Data excerpts

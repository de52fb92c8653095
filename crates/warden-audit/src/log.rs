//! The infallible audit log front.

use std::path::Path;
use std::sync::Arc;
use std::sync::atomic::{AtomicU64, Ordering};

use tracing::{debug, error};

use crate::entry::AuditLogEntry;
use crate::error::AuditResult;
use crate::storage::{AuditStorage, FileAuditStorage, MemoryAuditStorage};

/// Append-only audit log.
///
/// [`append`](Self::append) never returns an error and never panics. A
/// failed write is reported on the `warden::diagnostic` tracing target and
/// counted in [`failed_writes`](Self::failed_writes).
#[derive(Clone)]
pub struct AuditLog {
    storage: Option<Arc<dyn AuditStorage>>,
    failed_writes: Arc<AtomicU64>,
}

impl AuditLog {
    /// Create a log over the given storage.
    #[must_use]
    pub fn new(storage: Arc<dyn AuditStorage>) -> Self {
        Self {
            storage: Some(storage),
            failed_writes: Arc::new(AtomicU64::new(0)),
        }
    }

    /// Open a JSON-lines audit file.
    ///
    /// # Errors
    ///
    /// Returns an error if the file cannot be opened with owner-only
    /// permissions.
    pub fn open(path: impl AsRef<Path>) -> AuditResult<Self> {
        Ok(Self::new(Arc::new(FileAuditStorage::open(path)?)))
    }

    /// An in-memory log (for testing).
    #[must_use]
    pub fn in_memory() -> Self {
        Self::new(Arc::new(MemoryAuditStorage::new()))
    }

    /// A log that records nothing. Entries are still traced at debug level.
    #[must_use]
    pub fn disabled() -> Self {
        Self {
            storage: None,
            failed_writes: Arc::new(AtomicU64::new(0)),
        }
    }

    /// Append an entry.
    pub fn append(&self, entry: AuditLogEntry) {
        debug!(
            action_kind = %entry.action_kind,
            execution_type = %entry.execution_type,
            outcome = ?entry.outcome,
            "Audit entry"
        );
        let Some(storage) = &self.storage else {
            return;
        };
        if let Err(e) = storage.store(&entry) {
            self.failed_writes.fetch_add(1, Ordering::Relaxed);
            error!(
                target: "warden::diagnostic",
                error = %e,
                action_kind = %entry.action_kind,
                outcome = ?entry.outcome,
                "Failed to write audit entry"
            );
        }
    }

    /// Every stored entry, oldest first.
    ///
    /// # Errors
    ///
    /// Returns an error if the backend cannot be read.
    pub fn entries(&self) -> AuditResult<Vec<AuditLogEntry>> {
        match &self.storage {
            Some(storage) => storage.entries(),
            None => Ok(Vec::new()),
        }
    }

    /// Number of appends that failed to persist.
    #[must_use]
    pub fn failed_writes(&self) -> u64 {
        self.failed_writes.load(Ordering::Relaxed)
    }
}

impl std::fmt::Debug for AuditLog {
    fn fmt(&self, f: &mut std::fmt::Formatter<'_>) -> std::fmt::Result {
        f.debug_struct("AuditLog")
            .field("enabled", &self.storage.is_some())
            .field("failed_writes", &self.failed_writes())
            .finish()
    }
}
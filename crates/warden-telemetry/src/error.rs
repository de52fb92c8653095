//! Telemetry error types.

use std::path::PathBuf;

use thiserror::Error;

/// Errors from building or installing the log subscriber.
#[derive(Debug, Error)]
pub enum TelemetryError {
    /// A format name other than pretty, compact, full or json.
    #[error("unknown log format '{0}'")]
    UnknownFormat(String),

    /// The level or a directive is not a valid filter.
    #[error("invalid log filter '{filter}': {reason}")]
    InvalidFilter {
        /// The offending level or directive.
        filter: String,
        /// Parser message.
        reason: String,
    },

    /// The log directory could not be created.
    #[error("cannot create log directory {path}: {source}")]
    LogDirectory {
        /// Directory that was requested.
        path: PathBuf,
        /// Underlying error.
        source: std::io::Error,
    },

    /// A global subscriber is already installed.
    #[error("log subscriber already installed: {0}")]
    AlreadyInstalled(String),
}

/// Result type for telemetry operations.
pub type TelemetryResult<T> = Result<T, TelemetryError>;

--

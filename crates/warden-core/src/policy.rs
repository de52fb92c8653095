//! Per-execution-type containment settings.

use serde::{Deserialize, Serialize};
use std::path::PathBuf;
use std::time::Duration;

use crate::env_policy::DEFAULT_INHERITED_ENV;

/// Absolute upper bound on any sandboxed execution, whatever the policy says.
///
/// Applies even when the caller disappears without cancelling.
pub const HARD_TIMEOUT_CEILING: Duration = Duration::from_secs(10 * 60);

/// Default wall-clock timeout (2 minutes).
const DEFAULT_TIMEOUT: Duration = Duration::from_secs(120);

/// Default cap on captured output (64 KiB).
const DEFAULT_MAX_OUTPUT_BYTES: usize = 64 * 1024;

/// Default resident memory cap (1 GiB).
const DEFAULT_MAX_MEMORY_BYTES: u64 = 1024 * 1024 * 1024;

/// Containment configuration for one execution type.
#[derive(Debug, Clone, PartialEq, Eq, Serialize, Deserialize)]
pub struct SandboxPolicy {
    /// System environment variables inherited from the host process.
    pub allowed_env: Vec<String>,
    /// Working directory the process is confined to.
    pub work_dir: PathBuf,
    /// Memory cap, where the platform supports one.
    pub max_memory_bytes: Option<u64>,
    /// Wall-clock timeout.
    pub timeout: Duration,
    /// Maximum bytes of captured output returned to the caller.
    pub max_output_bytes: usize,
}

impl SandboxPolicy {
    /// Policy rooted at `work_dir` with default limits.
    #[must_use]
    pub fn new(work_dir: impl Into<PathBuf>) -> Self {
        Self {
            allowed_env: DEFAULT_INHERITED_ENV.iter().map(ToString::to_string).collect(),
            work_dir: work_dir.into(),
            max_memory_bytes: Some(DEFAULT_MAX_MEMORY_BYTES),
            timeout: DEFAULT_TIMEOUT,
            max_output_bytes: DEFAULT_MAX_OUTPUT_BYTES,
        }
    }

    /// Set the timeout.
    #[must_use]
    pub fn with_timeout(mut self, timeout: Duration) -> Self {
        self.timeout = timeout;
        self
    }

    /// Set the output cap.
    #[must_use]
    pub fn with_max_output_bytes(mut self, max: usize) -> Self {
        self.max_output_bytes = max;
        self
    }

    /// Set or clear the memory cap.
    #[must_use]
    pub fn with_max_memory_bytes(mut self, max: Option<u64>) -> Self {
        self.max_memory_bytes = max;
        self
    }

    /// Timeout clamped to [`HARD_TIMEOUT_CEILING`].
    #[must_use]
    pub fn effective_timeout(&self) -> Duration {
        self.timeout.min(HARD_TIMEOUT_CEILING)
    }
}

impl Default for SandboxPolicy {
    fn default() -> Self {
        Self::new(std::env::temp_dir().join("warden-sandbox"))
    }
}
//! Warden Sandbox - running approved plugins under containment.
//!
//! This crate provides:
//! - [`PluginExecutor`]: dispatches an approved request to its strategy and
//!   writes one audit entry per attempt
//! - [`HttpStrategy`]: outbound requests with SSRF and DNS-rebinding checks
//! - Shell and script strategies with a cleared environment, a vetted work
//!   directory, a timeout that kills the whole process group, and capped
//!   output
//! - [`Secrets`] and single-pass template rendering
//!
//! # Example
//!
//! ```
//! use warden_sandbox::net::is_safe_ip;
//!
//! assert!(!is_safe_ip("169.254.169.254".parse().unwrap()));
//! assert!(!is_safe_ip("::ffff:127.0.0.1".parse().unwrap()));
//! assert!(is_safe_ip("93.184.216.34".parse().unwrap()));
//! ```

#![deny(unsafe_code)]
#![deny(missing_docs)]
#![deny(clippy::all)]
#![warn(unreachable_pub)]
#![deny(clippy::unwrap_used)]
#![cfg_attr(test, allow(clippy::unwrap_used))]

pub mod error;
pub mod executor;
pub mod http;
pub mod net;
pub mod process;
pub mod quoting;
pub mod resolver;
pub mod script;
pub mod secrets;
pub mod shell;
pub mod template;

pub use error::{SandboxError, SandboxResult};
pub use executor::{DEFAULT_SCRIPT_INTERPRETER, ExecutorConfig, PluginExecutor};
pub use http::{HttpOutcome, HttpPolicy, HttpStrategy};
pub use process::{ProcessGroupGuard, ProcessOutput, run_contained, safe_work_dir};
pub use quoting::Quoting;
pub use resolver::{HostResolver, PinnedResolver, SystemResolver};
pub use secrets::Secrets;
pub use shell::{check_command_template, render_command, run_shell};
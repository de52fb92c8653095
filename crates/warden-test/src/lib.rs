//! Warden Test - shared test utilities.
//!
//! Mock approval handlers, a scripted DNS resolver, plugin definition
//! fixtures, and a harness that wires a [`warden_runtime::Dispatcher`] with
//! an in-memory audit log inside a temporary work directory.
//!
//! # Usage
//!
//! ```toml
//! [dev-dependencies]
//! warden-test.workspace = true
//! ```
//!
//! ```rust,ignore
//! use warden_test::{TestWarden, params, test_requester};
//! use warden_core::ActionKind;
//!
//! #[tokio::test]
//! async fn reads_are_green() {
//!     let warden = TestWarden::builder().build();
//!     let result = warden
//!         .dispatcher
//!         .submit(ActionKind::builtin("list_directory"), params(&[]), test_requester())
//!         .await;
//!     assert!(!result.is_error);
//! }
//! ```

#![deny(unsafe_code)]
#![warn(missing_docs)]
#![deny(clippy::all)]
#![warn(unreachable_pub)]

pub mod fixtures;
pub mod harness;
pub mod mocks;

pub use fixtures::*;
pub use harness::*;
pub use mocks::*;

▶ What you are asked to do:
Return a copy of each line in the entries that contains "process".

▶ Response for this exercise:
    /// System environment variables inherited from the host process.
    /// Working directory the process is confined to.
//!   directory, a timeout that kills the whole process group, and capped
pub mod process;
pub use process::{ProcessGroupGuard, ProcessOutput, run_contained, safe_work_dir};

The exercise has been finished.